The company behind the Keystone XL Pipeline has officially pulled the plug on the controversial project.
The 1,200-mile pipeline, which would have stretched from Alberta’s boreal forests to the refineries along the U.S. Gulf Coast, became the center of a larger controversy over climate change, pipeline safety, eminent domain and jobs.
Construction on the project was first stopped earlier this year after President Biden revoked the pipeline's U.S. permit, which was approved by his predecessor Donald Trump in 2017.
TC Energy, the Canadian-based company that developed the pipeline, confirmed the termination in a statement released on June 9.
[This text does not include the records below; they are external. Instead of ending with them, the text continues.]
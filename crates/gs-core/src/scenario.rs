//! Scenario keys and the query parameters accepted by the measurement
//! repository.

use crate::ids::{SectorId, SiteId};
use crate::kpi::KpiKind;
use crate::{CoreError, CoreResult};

/// Traffic scenario ids are stored as floats; two ids closer than this are
/// the same scenario.
pub const TRAFFIC_SCENARIO_TOLERANCE: f64 = 1e-4;

/// Identifies one simulated world: traffic growth scenario, optimization
/// scenario and forecast year.
#[derive(Copy, Clone, Debug, PartialEq)]
#[cfg_attr(feature = "serde", derive(serde::Serialize, serde::Deserialize))]
pub struct ScenarioKey {
    pub traffic_scenario:      f64,
    pub optimization_scenario: i32,
    pub year:                  i32,
}

impl ScenarioKey {
    pub fn new(traffic_scenario: f64, optimization_scenario: i32, year: i32) -> Self {
        Self { traffic_scenario, optimization_scenario, year }
    }

    /// Equality with tolerance on the traffic id, exact on the rest.
    pub fn matches(&self, other: &ScenarioKey) -> bool {
        (self.traffic_scenario - other.traffic_scenario).abs() < TRAFFIC_SCENARIO_TOLERANCE
            && self.optimization_scenario == other.optimization_scenario
            && self.year == other.year
    }
}

/// Inclusive `[min, max]` filter.
#[derive(Copy, Clone, Debug, PartialEq)]
#[cfg_attr(feature = "serde", derive(serde::Serialize, serde::Deserialize))]
pub struct ValueRange {
    pub min: f64,
    pub max: f64,
}

impl ValueRange {
    /// Validated constructor: both bounds finite and `min <= max`.
    pub fn new(min: f64, max: f64) -> CoreResult<Self> {
        if min.is_finite() && max.is_finite() && min <= max {
            Ok(Self { min, max })
        } else {
            Err(CoreError::InvalidRange { min, max })
        }
    }

    /// A range that accepts every finite value.
    pub fn unbounded() -> Self {
        Self { min: f64::MIN, max: f64::MAX }
    }

    /// `None` never passes: a pixel without a measurement cannot satisfy a
    /// range filter.
    #[inline]
    pub fn contains(&self, value: Option<f64>) -> bool {
        value.is_some_and(|v| v >= self.min && v <= self.max)
    }
}

/// Which sectors a sector-level KPI map covers.
#[derive(Clone, Debug, PartialEq)]
pub enum SectorSelection {
    Sectors(Vec<SectorId>),
    /// Every sector hosted on the site.
    Site(SiteId),
}

impl SectorSelection {
    pub fn includes(&self, site: &SiteId, sector: &SectorId) -> bool {
        match self {
            SectorSelection::Sectors(ids) => ids.contains(sector),
            SectorSelection::Site(id) => id == site,
        }
    }
}

/// Parameters for the per-pixel baseline query.
#[derive(Clone, Debug, PartialEq)]
pub struct BaselineQuery {
    pub kpi:           KpiKind,
    pub scenario:      ScenarioKey,
    pub signal_range:  ValueRange,
    pub quality_range: ValueRange,
}

impl BaselineQuery {
    pub fn new(kpi: KpiKind, scenario: ScenarioKey) -> Self {
        Self {
            kpi,
            scenario,
            signal_range:  ValueRange::unbounded(),
            quality_range: ValueRange::unbounded(),
        }
    }

    pub fn signal_range(mut self, range: ValueRange) -> Self {
        self.signal_range = range;
        self
    }

    pub fn quality_range(mut self, range: ValueRange) -> Self {
        self.quality_range = range;
        self
    }

    /// `true` if a row with these tags and radio values passes the filter.
    pub fn accepts(
        &self,
        scenario: &ScenarioKey,
        signal:   Option<f64>,
        quality:  Option<f64>,
    ) -> bool {
        self.scenario.matches(scenario)
            && self.signal_range.contains(signal)
            && self.quality_range.contains(quality)
    }
}

/// Parameters for a sector- or site-level KPI map.
#[derive(Clone, Debug, PartialEq)]
pub struct SectorQuery {
    pub baseline:  BaselineQuery,
    pub selection: SectorSelection,
}
//! Competitive-benchmark tables and best-server rows.
//!
//! Benchmark data comes from crowd-sourced measurements of every provider in
//! the market, not from the simulator, so its rows do not share the
//! `pixel_sector`/`pixel_agg` shape.  Two tables exist:
//!
//! | Table             | Provider column                       | Filtered on       |
//! |-------------------|---------------------------------------|-------------------|
//! | `csp_details_pop` | `Connection_ServiceProviderBrandName` | `QOS_RSRP` range  |
//! | `compet_cat_pop`  | `target_csp`                          | the metric, `> 0` |
//!
//! Both carry `Latitude`, `Longitude`, `band_category`, `roads_proximity`
//! and `population`; every other numeric column is a selectable metric.

use std::collections::BTreeMap;
use std::fmt;
use std::str::FromStr;

use crate::geo::GeoSample;
use crate::ids::{PixelIndex, SectorId};
use crate::scenario::ValueRange;
use crate::{CoreError, CoreResult};

/// Signal-level column of the detail table.
pub const SIGNAL_COLUMN: &str = "QOS_RSRP";

// ── Metric column ─────────────────────────────────────────────────────────────

/// Name of a numeric benchmark column, e.g. `QOS_RSRP` or `dl_score`.
///
/// Benchmark metrics are an open set, unlike [`KpiKind`](crate::KpiKind).
/// Names are restricted to ASCII letters, digits and `_`, not starting with
/// a digit, so they can be spliced into SQL as identifiers.
#[derive(Clone, Debug, PartialEq, Eq, Hash, PartialOrd, Ord)]
#[cfg_attr(feature = "serde", derive(serde::Serialize, serde::Deserialize))]
#[cfg_attr(feature = "serde", serde(try_from = "String", into = "String"))]
pub struct MetricColumn(String);

impl MetricColumn {
    pub fn new(name: &str) -> CoreResult<Self> {
        let mut chars = name.chars();
        let head_ok = chars.next().is_some_and(|c| c.is_ascii_alphabetic() || c == '_');
        if head_ok && chars.all(|c| c.is_ascii_alphanumeric() || c == '_') {
            Ok(Self(name.to_owned()))
        } else {
            Err(CoreError::selection("metric column", name))
        }
    }

    pub fn signal_level() -> Self {
        Self(SIGNAL_COLUMN.to_owned())
    }

    pub fn as_str(&self) -> &str {
        &self.0
    }
}

impl FromStr for MetricColumn {
    type Err = CoreError;

    fn from_str(s: &str) -> CoreResult<Self> {
        Self::new(s)
    }
}

impl TryFrom<String> for MetricColumn {
    type Error = CoreError;

    fn try_from(s: String) -> CoreResult<Self> {
        Self::new(&s)
    }
}

impl From<MetricColumn> for String {
    fn from(c: MetricColumn) -> String {
        c.0
    }
}

impl fmt::Display for MetricColumn {
    fn fmt(&self, f: &mut fmt::Formatter<'_>) -> fmt::Result {
        f.write_str(&self.0)
    }
}

// ── Tables and rows ───────────────────────────────────────────────────────────

#[derive(Copy, Clone, Debug, PartialEq, Eq, Hash)]
#[cfg_attr(feature = "serde", derive(serde::Serialize, serde::Deserialize))]
pub enum CompetitiveTable {
    /// Per-measurement detail, `csp_details_pop`.
    Detail,
    /// Per-category scores, `compet_cat_pop`.
    Category,
}

impl CompetitiveTable {
    pub fn table_name(self) -> &'static str {
        match self {
            CompetitiveTable::Detail   => "csp_details_pop",
            CompetitiveTable::Category => "compet_cat_pop",
        }
    }

    /// Column holding the provider brand.
    pub fn provider_column(self) -> &'static str {
        match self {
            CompetitiveTable::Detail   => "Connection_ServiceProviderBrandName",
            CompetitiveTable::Category => "target_csp",
        }
    }
}

impl fmt::Display for CompetitiveTable {
    fn fmt(&self, f: &mut fmt::Formatter<'_>) -> fmt::Result {
        f.write_str(self.table_name())
    }
}

/// One row of either benchmark table.
#[derive(Clone, Debug, PartialEq)]
#[cfg_attr(feature = "serde", derive(serde::Serialize, serde::Deserialize))]
pub struct CompetitiveRecord {
    pub latitude:        f64,
    pub longitude:       f64,
    pub provider:        String,
    pub band_category:   String,
    pub roads_proximity: i32,
    pub population:      Option<f64>,
    /// Every other numeric column by name; missing cells are absent.
    pub metrics:         BTreeMap<String, f64>,
}

impl CompetitiveRecord {
    pub fn metric(&self, column: &MetricColumn) -> Option<f64> {
        self.metrics.get(column.as_str()).copied()
    }

    pub fn signal_level(&self) -> Option<f64> {
        self.metrics.get(SIGNAL_COLUMN).copied()
    }
}

// ── Query ─────────────────────────────────────────────────────────────────────

/// Table-specific part of a [`CompetitiveQuery`].
#[derive(Copy, Clone, Debug, PartialEq)]
#[cfg_attr(feature = "serde", derive(serde::Serialize, serde::Deserialize))]
pub enum CompetitiveSource {
    /// Detail rows whose signal level lies in `signal_range`.
    Detail { signal_range: ValueRange },
    /// Category rows whose metric lies in `value_range` and is strictly
    /// positive.
    Category { value_range: ValueRange },
}

impl CompetitiveSource {
    pub fn table(&self) -> CompetitiveTable {
        match self {
            CompetitiveSource::Detail { .. }   => CompetitiveTable::Detail,
            CompetitiveSource::Category { .. } => CompetitiveTable::Category,
        }
    }
}

/// Parameters for a competitive-benchmark map.
#[derive(Clone, Debug, PartialEq)]
#[cfg_attr(feature = "serde", derive(serde::Serialize, serde::Deserialize))]
pub struct CompetitiveQuery {
    pub provider:        String,
    pub band_category:   String,
    /// `None` accepts every road-proximity class.
    pub roads_proximity: Option<i32>,
    pub population:      ValueRange,
    pub metric:          MetricColumn,
    pub source:          CompetitiveSource,
}

impl CompetitiveQuery {
    pub fn new(
        provider:      impl Into<String>,
        band_category: impl Into<String>,
        metric:        MetricColumn,
        source:        CompetitiveSource,
    ) -> Self {
        Self {
            provider: provider.into(),
            band_category: band_category.into(),
            roads_proximity: None,
            population: ValueRange::unbounded(),
            metric,
            source,
        }
    }

    /// Restrict to one road-proximity class.  `0` means "any", as in the
    /// dashboard's selector.
    pub fn roads_proximity(mut self, class: i32) -> Self {
        self.roads_proximity = (class != 0).then_some(class);
        self
    }

    pub fn population(mut self, range: ValueRange) -> Self {
        self.population = range;
        self
    }

    /// `true` if `record`, taken from `self.source.table()`, passes every filter.
    pub fn accepts(&self, record: &CompetitiveRecord) -> bool {
        let common = record.provider == self.provider
            && record.band_category == self.band_category
            && self.roads_proximity.is_none_or(|class| record.roads_proximity == class)
            && self.population.contains(record.population);
        common
            && match self.source {
                CompetitiveSource::Detail { signal_range } => signal_range.contains(record.signal_level()),
                CompetitiveSource::Category { value_range } => {
                    let value = record.metric(&self.metric);
                    value_range.contains(value) && value.is_some_and(|v| v > 0.0)
                }
            }
    }

    pub fn sample(&self, record: &CompetitiveRecord) -> CompetitiveSample {
        CompetitiveSample {
            latitude:   record.latitude,
            longitude:  record.longitude,
            population: record.population,
            value:      record.metric(&self.metric),
        }
    }
}

/// One benchmark measurement projected to the requested metric.
#[derive(Copy, Clone, Debug, PartialEq)]
#[cfg_attr(feature = "serde", derive(serde::Serialize, serde::Deserialize))]
pub struct CompetitiveSample {
    pub latitude:   f64,
    pub longitude:  f64,
    pub population: Option<f64>,
    pub value:      Option<f64>,
}

impl CompetitiveSample {
    #[inline]
    pub fn sample(&self) -> GeoSample {
        GeoSample::new(self.longitude, self.latitude, self.value)
    }
}

// ── Best server ───────────────────────────────────────────────────────────────

/// The sector serving a pixel best in the aggregate table.
#[derive(Clone, Debug, PartialEq)]
#[cfg_attr(feature = "serde", derive(serde::Serialize, serde::Deserialize))]
pub struct BestServerSample {
    pub pixel_index: PixelIndex,
    pub latitude:    f64,
    pub longitude:   f64,
    pub sector:      SectorId,
}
In addition to opposition from environmentalists and climate experts, the pipeline also drew criticism from farmers, ranchers and Indigenous leaders who did not want to be forced to grant the company rights of way, and who feared the pipeline might one day leak and contaminate water supplies in the giant Ogallala Aquifer.
The Keystone XL was designed to carry more than 830,000 barrels a day of crude oil, virtually all of it coming 1,210 miles from the tar sands to Steele City, Neb. A southern leg from Cushing, Okla., to the Gulf Coast was approved in 2012 and was constructed and is functioning. Most of the northern leg also has been completed, with some of the most important gaps in Nebraska.